─── INPUT DATA ───

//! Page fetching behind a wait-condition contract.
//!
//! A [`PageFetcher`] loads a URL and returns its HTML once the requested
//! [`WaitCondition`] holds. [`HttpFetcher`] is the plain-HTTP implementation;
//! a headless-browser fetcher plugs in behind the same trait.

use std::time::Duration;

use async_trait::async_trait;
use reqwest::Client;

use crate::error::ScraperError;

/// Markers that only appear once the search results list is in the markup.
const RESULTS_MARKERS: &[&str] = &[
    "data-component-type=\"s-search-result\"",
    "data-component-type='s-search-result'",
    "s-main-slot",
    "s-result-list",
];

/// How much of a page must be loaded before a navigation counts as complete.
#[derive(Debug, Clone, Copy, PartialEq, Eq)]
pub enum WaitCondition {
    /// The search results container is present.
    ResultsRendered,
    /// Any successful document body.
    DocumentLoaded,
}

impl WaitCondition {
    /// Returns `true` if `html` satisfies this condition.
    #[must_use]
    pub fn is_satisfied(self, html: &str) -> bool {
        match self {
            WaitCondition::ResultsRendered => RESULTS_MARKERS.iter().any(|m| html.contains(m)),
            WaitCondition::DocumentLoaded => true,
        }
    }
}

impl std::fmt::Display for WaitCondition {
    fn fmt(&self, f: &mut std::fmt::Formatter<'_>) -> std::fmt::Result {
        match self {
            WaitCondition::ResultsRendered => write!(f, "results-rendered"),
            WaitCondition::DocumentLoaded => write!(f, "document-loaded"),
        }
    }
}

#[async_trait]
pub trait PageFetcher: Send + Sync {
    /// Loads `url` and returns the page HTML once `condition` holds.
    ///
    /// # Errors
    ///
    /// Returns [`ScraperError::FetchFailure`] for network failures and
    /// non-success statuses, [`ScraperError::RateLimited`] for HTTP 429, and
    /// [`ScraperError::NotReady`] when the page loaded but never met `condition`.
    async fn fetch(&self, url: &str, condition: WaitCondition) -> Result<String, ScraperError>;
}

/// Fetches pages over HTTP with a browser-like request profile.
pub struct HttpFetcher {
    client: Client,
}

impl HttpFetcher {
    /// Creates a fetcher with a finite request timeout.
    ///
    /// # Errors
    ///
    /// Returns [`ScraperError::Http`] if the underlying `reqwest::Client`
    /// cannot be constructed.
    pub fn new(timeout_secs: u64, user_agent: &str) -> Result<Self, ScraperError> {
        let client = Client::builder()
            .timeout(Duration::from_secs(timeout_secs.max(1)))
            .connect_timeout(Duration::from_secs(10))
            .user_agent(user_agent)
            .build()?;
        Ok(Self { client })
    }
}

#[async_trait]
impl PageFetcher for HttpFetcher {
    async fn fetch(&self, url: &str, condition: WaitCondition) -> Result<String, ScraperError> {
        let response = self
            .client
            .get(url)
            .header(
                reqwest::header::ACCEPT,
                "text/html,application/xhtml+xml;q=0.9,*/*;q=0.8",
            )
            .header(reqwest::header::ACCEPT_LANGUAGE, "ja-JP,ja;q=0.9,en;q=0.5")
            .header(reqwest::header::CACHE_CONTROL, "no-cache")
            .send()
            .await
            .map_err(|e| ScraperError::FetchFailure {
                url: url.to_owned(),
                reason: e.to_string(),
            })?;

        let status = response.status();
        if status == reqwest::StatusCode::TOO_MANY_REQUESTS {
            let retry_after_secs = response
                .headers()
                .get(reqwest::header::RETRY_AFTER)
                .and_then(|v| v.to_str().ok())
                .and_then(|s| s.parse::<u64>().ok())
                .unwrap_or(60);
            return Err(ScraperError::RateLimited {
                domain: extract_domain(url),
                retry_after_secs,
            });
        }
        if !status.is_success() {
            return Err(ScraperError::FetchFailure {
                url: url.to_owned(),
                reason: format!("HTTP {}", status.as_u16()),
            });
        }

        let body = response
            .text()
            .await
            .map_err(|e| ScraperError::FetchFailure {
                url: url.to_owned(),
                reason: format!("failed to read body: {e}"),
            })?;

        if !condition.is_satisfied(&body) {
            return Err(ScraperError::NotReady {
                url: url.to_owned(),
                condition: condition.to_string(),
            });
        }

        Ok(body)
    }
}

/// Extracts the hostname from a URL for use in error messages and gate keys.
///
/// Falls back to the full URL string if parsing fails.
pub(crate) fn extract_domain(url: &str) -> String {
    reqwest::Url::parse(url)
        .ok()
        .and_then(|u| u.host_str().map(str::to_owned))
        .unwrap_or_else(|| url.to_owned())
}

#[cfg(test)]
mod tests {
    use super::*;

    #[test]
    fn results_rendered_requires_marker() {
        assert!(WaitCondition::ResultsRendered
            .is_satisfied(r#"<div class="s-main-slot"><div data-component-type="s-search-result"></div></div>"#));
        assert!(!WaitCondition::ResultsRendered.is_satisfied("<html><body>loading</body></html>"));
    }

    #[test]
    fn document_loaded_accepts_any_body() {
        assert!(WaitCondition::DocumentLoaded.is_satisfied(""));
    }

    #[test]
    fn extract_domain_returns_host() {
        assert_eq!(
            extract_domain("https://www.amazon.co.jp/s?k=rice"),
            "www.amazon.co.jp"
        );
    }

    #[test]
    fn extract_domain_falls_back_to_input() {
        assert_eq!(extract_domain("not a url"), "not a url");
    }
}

───

**WORK INSTRUCTIONS:**
Give the number of lines in the records where the word "FetchFailure" occurs, and add nothing.

**EXERCISE RESULT:**
4